Trotzdem dauerte es fünf Jahre, bis „Near Dark“ entstand, Bigelows nächster Film, in dem sich eine Vampir-Familie im mittleren Westen herumtreibt. Damit überzeugte sie Oliver Stone, die Produktion für „Blue Steel“ zu übernehmen, eine Polizei-Geschichte mit Jamie Lee Curtis. In Erinnerung blieben davon die Sequenz, in der die Kamera erotisch nah um eine Smith & Wesson herumstrich, und die Frau in der Rolle des Cops - die am Ende den eigenen Vater verhaftet, weil er schon wieder die Mutter verprügelt hat. Es folgten der Surf-Thriller „Gefährliche Brandung“, der Science-Fiction-Krimi „Strange Days“, der U-Boot-Film „K-17“. Und jedes Mal übertrat Bigelow die ungeschriebene Regel, dass Actionfilme Männersache seien.

„Mich begeistern Stories und Charaktere in intensiven Ausführungen. So landet man eben beim Actionkino“, lautet eine der wenigen Antworten, die Kathryn Bigelow auf die Frage gibt, warum sie als Frau sich für dieses Genre begeistert. Normalerweise, so heißt es, bricht Bigelow Interviews bei solchen Frauenfragen ab. „Gewalt“, sagt sie, „ist kein Privileg der Männer.“

Dabei sind Bigelows Arbeiten nicht demonstrativ gewaltlastig. Sie zeigen Helden, die einen Hang zur Waghalsigkeit haben, die ihrem eigenen Ehrenkodex folgen, und das führt eher zu der Frage, warum so etwas als männerspezifisch gilt. Zumal immer auch die eine oder andere Heldin unter ihren ProtagonistInnen wütet.
Ihr nicht nur mit sechs Oscars preisgekrönter Film „Tödliches Kommando“ sei, so ist zu lesen, „reinstes Männerkino“. Ein „Meilenstein des Kriegsfilms“. Der Film lief schon letzten Herbst im Kino, es hat ihn kaum jemand gesehen. Im Gegensatz zu „Avatar“, der halluzinante zweieinhalb Milliarden Dollar einspielte, kam „Tödliches Kommando“ gerade einmal auf 20 Millionen. Dennoch räumte „Tödliches Kommando“ schon vor der historischen Oscar-Nacht einen Preis nach dem anderen ab.  Gedreht wurde der Film im jordanischen Grenzland, nach einem Buch von Marc Boal, der als „Embedded Journalist“ im Irak sechs Monate das Militär begleitet hatte.

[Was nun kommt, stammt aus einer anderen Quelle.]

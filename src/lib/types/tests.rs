use std::path::PathBuf;

use proptest::{
    prelude::*,
    test_runner::{Config, TestRunner},
};
use serde_json::{Value, json};

use super::{Frontmatter, Page, RelPath, is_truthy};

fn frontmatter(value: Value) -> Frontmatter {
    match value {
        Value::Object(map) => Frontmatter::from_map(map),
        _ => panic!("expected an object"),
    }
}

#[test]
fn truthiness_matches_template_rules() {
    for falsy in [json!(null), json!(false), json!(0), json!(0.0), json!("")] {
        assert!(!is_truthy(&falsy), "{falsy} should be falsy");
    }
    for truthy in [json!(true), json!(1), json!("x"), json!([]), json!({})] {
        assert!(is_truthy(&truthy), "{truthy} should be truthy");
    }
}

#[test]
fn truthy_lookup_skips_empty_values() {
    let fm = frontmatter(json!({ "summary": "", "lang": "fr" }));
    assert!(fm.truthy("summary").is_none());
    assert_eq!(fm.get("summary"), Some(&json!("")));
    assert_eq!(fm.truthy("lang"), Some(&json!("fr")));
    assert!(fm.truthy("missing").is_none());
}

#[test]
fn strings_accepts_scalar_or_list() {
    let fm = frontmatter(json!({ "tags": ["rust", 3, "", "vue"], "category": "notes" }));
    assert_eq!(fm.strings("tags"), vec!["rust", "vue"]);
    assert_eq!(fm.strings("category"), vec!["notes"]);
    assert!(fm.strings("missing").is_empty());
}

#[test]
fn page_membership_uses_collection_id() {
    let post = Page::new("/2021/05/03/hello/").with_id("post");
    assert!(post.is_in("post"));
    assert!(!post.is_in("tag"));
    assert!(!Page::new("/about.html").is_in("post"));
}

#[test]
fn page_serializes_without_content() {
    let page = Page::new("/").with_content("# Hi");
    let out = serde_json::to_value(&page).unwrap();
    assert_eq!(out, json!({ "path": "/", "frontmatter": {} }));
}

#[test]
fn rel_path_rejects_absolute() {
    let mut runner = TestRunner::new(Config {
        cases: 32,
        failure_persistence: None,
        ..Config::default()
    });
    runner
        .run(
            &proptest::collection::vec("[A-Za-z0-9]{1,10}", 1..4),
            |segments| {
                let mut rel = PathBuf::new();
                for seg in &segments {
                    rel.push(seg);
                }
                let abs = PathBuf::from("/").join(&rel);
                prop_assert!(RelPath::new(abs).is_none());
                let rel = RelPath::new(rel).expect("relative path");
                prop_assert_eq!(rel.to_slash(), segments.join("/"));
                Ok(())
            },
        )
        .unwrap();
}
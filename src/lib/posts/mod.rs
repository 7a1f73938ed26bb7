use chrono::NaiveDate;
use serde::Serialize;

use crate::types::Page;

/// A page of the post collection, dated from its route.
#[derive(Clone, Debug, PartialEq, Serialize)]
#[serde(rename_all = "camelCase")]
pub struct Post<'a> {
    #[serde(flatten)]
    pub page: &'a Page,
    /// `None` when the route does not carry a valid `/year/month/day/`.
    pub created_at: Option<NaiveDate>,
}

/// Pages of `collection`, in their original order, each dated from its route.
///
/// Nothing is cached: every call walks `pages` again.
pub fn posts<'a>(pages: &'a [Page], collection: &'a str) -> impl Iterator<Item = Post<'a>> + 'a {
    pages
        .iter()
        .filter(move |page| page.is_in(collection))
        .map(|page| Post {
            page,
            created_at: created_at(&page.path),
        })
}

/// Read the creation date from the 2nd, 3rd and 4th segments of a route
/// such as `/2021/05/03/my-post/`.
pub fn created_at(path: &str) -> Option<NaiveDate> {
    let mut segments = path.split('/').skip(1);
    let year = segments.next()?.parse::<i32>().ok()?;
    let month = segments.next()?.parse::<u32>().ok()?;
    let day = segments.next()?.parse::<u32>().ok()?;
    NaiveDate::from_ymd_opt(year, month, day)
}
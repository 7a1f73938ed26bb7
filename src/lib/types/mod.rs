//! Shared data types for the blog.
//! Implemented as newtypes to enforce invariants.

use std::{
    fmt,
    path::{Path, PathBuf},
};

use serde::{Serialize, Serializer};
use serde_json::{Map, Value};

/// Frontmatter of a page: a string-keyed mapping of arbitrary values.
///
/// Lookups follow the loose truthiness the templates expect, where `null`,
/// `false`, `0`, and `""` all count as unset.
#[derive(Clone, Debug, Default, PartialEq, Serialize)]
#[serde(transparent)]
pub struct Frontmatter(Map<String, Value>);

impl Frontmatter {
    pub fn new() -> Self {
        Self::default()
    }

    pub fn from_map(map: Map<String, Value>) -> Self {
        Self(map)
    }

    pub fn get(&self, key: &str) -> Option<&Value> {
        self.0.get(key)
    }

    pub fn get_str(&self, key: &str) -> Option<&str> {
        self.0.get(key).and_then(Value::as_str)
    }

    /// The value under `key` if it is truthy.
    pub fn truthy(&self, key: &str) -> Option<&Value> {
        self.0.get(key).filter(|v| is_truthy(v))
    }

    pub fn set(&mut self, key: &str, value: impl Into<Value>) {
        self.0.insert(key.to_string(), value.into());
    }

    /// String values under `key`, whether it holds one string or a list.
    pub fn strings(&self, key: &str) -> Vec<&str> {
        match self.0.get(key) {
            Some(Value::String(s)) if !s.is_empty() => vec![s.as_str()],
            Some(Value::Array(items)) => items
                .iter()
                .filter_map(Value::as_str)
                .filter(|s| !s.is_empty())
                .collect(),
            _ => Vec::new(),
        }
    }
}

pub fn is_truthy(value: &Value) -> bool {
    match value {
        Value::Null => false,
        Value::Bool(b) => *b,
        Value::Number(n) => n.as_f64().is_some_and(|f| f != 0.0 && !f.is_nan()),
        Value::String(s) => !s.is_empty(),
        Value::Array(_) | Value::Object(_) => true,
    }
}

/// Identifies the collection or classifier a page was generated from,
/// such as `post` or `tag`.
#[derive(Clone, Debug, PartialEq, Eq, Hash, PartialOrd, Ord)]
pub struct CollectionId(String);

impl CollectionId {
    pub fn new(id: &str) -> Self {
        Self(id.to_string())
    }

    pub fn as_str(&self) -> &str {
        &self.0
    }
}

impl fmt::Display for CollectionId {
    fn fmt(&self, f: &mut fmt::Formatter<'_>) -> fmt::Result {
        f.write_str(&self.0)
    }
}

impl Serialize for CollectionId {
    fn serialize<S: Serializer>(&self, serializer: S) -> Result<S::Ok, S::Error> {
        serializer.serialize_str(&self.0)
    }
}

/// Relative paths to content sources.
#[derive(Clone, Debug, PartialEq, Eq, Hash)]
pub struct RelPath(PathBuf);

impl RelPath {
    pub fn new(p: PathBuf) -> Option<Self> {
        if p.is_absolute() { None } else { Some(Self(p)) }
    }

    pub fn as_path(&self) -> &Path {
        &self.0
    }

    /// Forward-slash form, independent of the host platform.
    pub fn to_slash(&self) -> String {
        self.0.to_string_lossy().replace('\\', "/")
    }
}

impl Serialize for RelPath {
    fn serialize<S: Serializer>(&self, serializer: S) -> Result<S::Ok, S::Error> {
        serializer.serialize_str(&self.to_slash())
    }
}

/// One content document as the site sees it.
#[derive(Clone, Debug, Default, PartialEq, Serialize)]
pub struct Page {
    /// Route, e.g. `/2021/05/03/my-post/`.
    pub path: String,
    #[serde(skip_serializing_if = "Option::is_none")]
    pub id: Option<CollectionId>,
    pub frontmatter: Frontmatter,
    /// Markdown body with the frontmatter removed.
    #[serde(skip)]
    pub stripped_content: Option<String>,
    #[serde(skip_serializing_if = "Option::is_none")]
    pub source: Option<RelPath>,
}

impl Page {
    pub fn new(path: impl Into<String>) -> Self {
        Self {
            path: path.into(),
            ..Self::default()
        }
    }

    pub fn with_id(mut self, id: &str) -> Self {
        self.id = Some(CollectionId::new(id));
        self
    }

    pub fn with_content(mut self, content: impl Into<String>) -> Self {
        self.stripped_content = Some(content.into());
        self
    }

    pub fn with_frontmatter(mut self, frontmatter: Frontmatter) -> Self {
        self.frontmatter = frontmatter;
        self
    }

    pub fn is_in(&self, collection: &str) -> bool {
        self.id.as_ref().is_some_and(|id| id.as_str() == collection)
    }

    pub fn title(&self) -> Option<&str> {
        self.frontmatter.get_str("title")
    }
}

#[cfg(test)]
mod tests;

Es ist die Geschichte eines US-Soldaten, der Bomben entschärft. Er tut das besser als alle anderen, und er tut es skrupelloser. Der Mann ist weder dumm, noch befürwortet er den Krieg. Aber das ständige Leben in Todesgefahr macht ihn zum Adrenalinjunkie, der den Kick bald braucht wie eine Droge. Als er heimkehren darf, stellt sich heraus, dass er unbrauchbar geworden ist für ein Leben in der friedlichen Heimat und die Kommunikation mit Frau und Sohn.

Ist „Tödliches Kommando“ also tatsächlich ein „Männerfilm“? Nicht wirklich. Denn es sind die Frauen, die mit diesen Männern leben müssen. Und es ist davon auszugehen, dass Kathryn Bigelow das weiß.